═════ SOURCE RECORDS
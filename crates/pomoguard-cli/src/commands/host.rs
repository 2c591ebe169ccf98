//! Native messaging host.
//!
//! The extension starts this process and talks to it over stdin/stdout in
//! length-prefixed JSON frames. Commands and browser events are handled one
//! at a time on a single thread. Tab operations the enforcement kernel needs
//! go back to the extension as `call` frames and are answered by `result`
//! frames, which a separate reader task routes to the waiting caller.

use std::collections::HashMap;
use std::sync::atomic::{AtomicU64, Ordering};
use std::sync::{Arc, Mutex, MutexGuard, PoisonError};
use std::time::Duration;

use pomoguard_core::enforce::{Tab, TabId, TabUpdate, WindowId};
use pomoguard_core::protocol::native::{read_frame, write_message, BrowserRequest, Inbound, Outbound};
use pomoguard_core::storage::records::STATE_KEY;
use pomoguard_core::storage::StoreChange;
use pomoguard_core::{
    dispatch, AppConfig, BrowserError, BrowserEvent, BrowserSurface, Clock, Command, Database,
    SessionController, StateStore, SystemClock,
};
use serde::de::DeserializeOwned;
use serde::Deserialize;
use tokio::sync::{broadcast, mpsc, oneshot};

use super::{current_thread_runtime, kernel, system_clock, GlobalOpts};

type Reply = Result<serde_json::Value, BrowserError>;
type Pending = Arc<Mutex<HashMap<u64, oneshot::Sender<Reply>>>>;

fn lock<T>(mutex: &Mutex<T>) -> MutexGuard<'_, T> {
    mutex.lock().unwrap_or_else(PoisonError::into_inner)
}

/// Work for the main loop, in arrival order.
#[derive(Debug)]
enum Incoming {
    Command { id: u64, command: Command },
    Event(BrowserEvent),
}

/// The extension may answer window calls with bare ids or window objects.
#[derive(Deserialize)]
#[serde(untagged)]
enum WindowRef {
    Id(WindowId),
    Window { id: WindowId },
}

impl WindowRef {
    fn id(self) -> WindowId {
        match self {
            WindowRef::Id(id) | WindowRef::Window { id } => id,
        }
    }
}

/// [`BrowserSurface`] that forwards every call to the extension.
pub struct NativeBrowser {
    outbound: mpsc::UnboundedSender<Outbound>,
    pending: Pending,
    next_id: AtomicU64,
    timeout: Duration,
}

impl NativeBrowser {
    fn new(outbound: mpsc::UnboundedSender<Outbound>, pending: Pending, timeout: Duration) -> Self {
        Self {
            outbound,
            pending,
            next_id: AtomicU64::new(1),
            timeout,
        }
    }

    async fn call(&self, request: BrowserRequest) -> Reply {
        let id = self.next_id.fetch_add(1, Ordering::Relaxed);
        let method = request.method();
        let (tx, rx) = oneshot::channel();
        lock(&self.pending).insert(id, tx);

        if self.outbound.send(Outbound::Call { id, call: request }).is_err() {
            lock(&self.pending).remove(&id);
            return Err(BrowserError::Disconnected);
        }
        tracing::trace!(id, method, "browser call sent");

        match tokio::time::timeout(self.timeout, rx).await {
            Ok(Ok(reply)) => reply,
            Ok(Err(_)) => Err(BrowserError::Disconnected),
            Err(_) => {
                lock(&self.pending).remove(&id);
                Err(BrowserError::Timeout {
                    method: method.to_string(),
                    timeout_ms: self.timeout.as_millis() as u64,
                })
            }
        }
    }

    async fn call_as<T: DeserializeOwned>(&self, request: BrowserRequest) -> Result<T, BrowserError> {
        let method = request.method();
        let value = self.call(request).await?;
        serde_json::from_value(value)
            .map_err(|e| BrowserError::Api(format!("unexpected {method} reply: {e}")))
    }
}

impl BrowserSurface for NativeBrowser {
    async fn get_tab(&self, tab_id: TabId) -> Result<Tab, BrowserError> {
        self.call_as(BrowserRequest::GetTab { tab_id }).await
    }

    async fn query_tabs(&self, window_id: Option<WindowId>) -> Result<Vec<Tab>, BrowserError> {
        self.call_as(BrowserRequest::QueryTabs { window_id }).await
    }

    async fn all_windows(&self) -> Result<Vec<WindowId>, BrowserError> {
        let windows: Vec<WindowRef> = self.call_as(BrowserRequest::GetAllWindows).await?;
        Ok(windows.into_iter().map(WindowRef::id).collect())
    }

    async fn current_window(&self) -> Result<WindowId, BrowserError> {
        let window: WindowRef = self.call_as(BrowserRequest::GetCurrentWindow).await?;
        Ok(window.id())
    }

    async fn update_tab(&self, tab_id: TabId, update: TabUpdate) -> Result<(), BrowserError> {
        self.call(BrowserRequest::UpdateTab { tab_id, update })
            .await
            .map(|_| ())
    }

    async fn create_tab(
        &self,
        window_id: WindowId,
        url: &str,
        active: bool,
    ) -> Result<Tab, BrowserError> {
        self.call_as(BrowserRequest::CreateTab {
            window_id,
            url: url.to_string(),
            active,
        })
        .await
    }

    async fn remove_tabs(&self, tab_ids: &[TabId]) -> Result<(), BrowserError> {
        self.call(BrowserRequest::RemoveTabs {
            tab_ids: tab_ids.to_vec(),
        })
        .await
        .map(|_| ())
    }

    async fn inject_overlay(&self, tab_id: TabId) -> Result<(), BrowserError> {
        self.call(BrowserRequest::InjectOverlay { tab_id })
            .await
            .map(|_| ())
    }
}

/// Hand a `result` frame to the call waiting for it.
fn resolve(
    pending: &Pending,
    id: u64,
    ok: bool,
    value: Option<serde_json::Value>,
    error: Option<String>,
) {
    let Some(waiter) = lock(pending).remove(&id) else {
        tracing::debug!(id, "result for unknown or expired call");
        return;
    };
    let reply = if ok {
        Ok(value.unwrap_or(serde_json::Value::Null))
    } else {
        Err(BrowserError::from_message(
            error.unwrap_or_else(|| "unknown browser error".into()),
        ))
    };
    let _ = waiter.send(reply);
}

async fn read_loop(inbox: mpsc::UnboundedSender<Incoming>, pending: Pending) {
    let mut stdin = tokio::io::stdin();
    loop {
        let frame = match read_frame(&mut stdin).await {
            Ok(Some(frame)) => frame,
            Ok(None) => {
                tracing::info!("extension disconnected");
                break;
            }
            Err(e) => {
                tracing::error!(error = %e, "failed to read from extension");
                break;
            }
        };

        let incoming = match serde_json::from_slice::<Inbound>(&frame) {
            Ok(Inbound::Command { id, command }) => Incoming::Command { id, command },
            Ok(Inbound::Event { event }) => Incoming::Event(event),
            Ok(Inbound::Result {
                id,
                ok,
                value,
                error,
            }) => {
                resolve(&pending, id, ok, value, error);
                continue;
            }
            Err(e) => {
                tracing::warn!(error = %e, "dropping malformed frame");
                continue;
            }
        };
        if inbox.send(incoming).is_err() {
            break;
        }
    }
    // Wake every caller still waiting on the extension.
    lock(&pending).clear();
}

async fn write_loop(mut outbox: mpsc::UnboundedReceiver<Outbound>) {
    let mut stdout = tokio::io::stdout();
    while let Some(frame) = outbox.recv().await {
        if let Err(e) = write_message(&mut stdout, &frame).await {
            tracing::error!(error = %e, "failed to write to extension");
            break;
        }
    }
}

fn push_view<S, A, B>(ctl: &SessionController<S, A, B>, outbound: &mpsc::UnboundedSender<Outbound>)
where
    S: StateStore,
    A: pomoguard_core::timer::AlarmSlot,
    B: BrowserSurface,
{
    match ctl.view() {
        Ok(view) => {
            let _ = outbound.send(Outbound::State { view });
        }
        Err(e) => tracing::warn!(error = %e, "failed to build timer view"),
    }
}

/// Longest single wait for an alarm. The sleep runs on a monotonic clock
/// that stops during system suspend, so the deadline is re-read against
/// wall time at least this often.
const MAX_ALARM_WAIT: Duration = Duration::from_secs(30);

/// How long to wait before checking alarms again, or `None` with no alarm.
fn alarm_wait(next_fire_at: Option<i64>, now_ms: i64) -> Option<Duration> {
    next_fire_at.map(|at| Duration::from_millis((at - now_ms).max(0) as u64).min(MAX_ALARM_WAIT))
}

async fn sleep_or_forever(delay: Option<Duration>) {
    match delay {
        Some(delay) => tokio::time::sleep(delay).await,
        None => std::future::pending().await,
    }
}

pub fn run(origin: Option<String>, opts: &GlobalOpts) -> Result<(), Box<dyn std::error::Error>> {
    let mut config = AppConfig::load()?;
    if let Some(origin) = origin {
        config.extension.origin = origin;
    }
    let db = Database::open()?;
    let rt = current_thread_runtime()?;
    rt.block_on(serve(config, &db, opts))
}

async fn serve(
    config: AppConfig,
    db: &Database,
    opts: &GlobalOpts,
) -> Result<(), Box<dyn std::error::Error>> {
    let (out_tx, out_rx) = mpsc::unbounded_channel();
    let (in_tx, mut in_rx) = mpsc::unbounded_channel();
    let pending = Pending::default();

    let writer = tokio::spawn(write_loop(out_rx));
    let reader = tokio::spawn(read_loop(in_tx, Arc::clone(&pending)));

    let browser = NativeBrowser::new(
        out_tx.clone(),
        pending,
        Duration::from_millis(config.enforcement.call_timeout_ms),
    );
    let ctl = SessionController::new(db, db, kernel(&config, browser), system_clock())
        .with_notifier(opts.notifier(&config));
    ctl.init(&config.defaults)?;

    let mut changes = db.watch();
    push_view(&ctl, &out_tx);
    tracing::info!(origin = %config.extension.origin, "native host ready");

    loop {
        let delay = match ctl.scheduler().next_fire_at() {
            Ok(next) => alarm_wait(next, SystemClock.now_ms()),
            Err(e) => {
                tracing::error!(error = %e, "failed to read alarm");
                None
            }
        };

        tokio::select! {
            incoming = in_rx.recv() => match incoming {
                Some(Incoming::Command { id, command }) => {
                    let body = dispatch(&ctl, command).await;
                    let _ = out_tx.send(Outbound::Response { id, body });
                }
                Some(Incoming::Event(event)) => ctl.handle_browser_event(&event).await,
                None => break,
            },
            _ = sleep_or_forever(delay) => {
                if let Err(e) = ctl.fire_due_alarms().await {
                    tracing::error!(error = %e, "alarm handling failed");
                }
            }
            change = changes.recv() => match change {
                Ok(StoreChange { key }) if key == STATE_KEY => push_view(&ctl, &out_tx),
                Ok(_) => {}
                Err(broadcast::error::RecvError::Lagged(_)) => push_view(&ctl, &out_tx),
                Err(broadcast::error::RecvError::Closed) => break,
            },
        }
    }

    // The browser inside the controller holds a sender too.
    drop(ctl);
    drop(out_tx);
    let _ = reader.await;
    let _ = writer.await;
    Ok(())
}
══════════
- **WORK TO BE COMPLETED**: Sift through the material above and copy the lines that contain the word "AppConfig".

- **ANSWER SPACE**:
    dispatch, AppConfig, BrowserError, BrowserEvent, BrowserSurface, Clock, Command, Database,
    let mut config = AppConfig::load()?;
    config: AppConfig,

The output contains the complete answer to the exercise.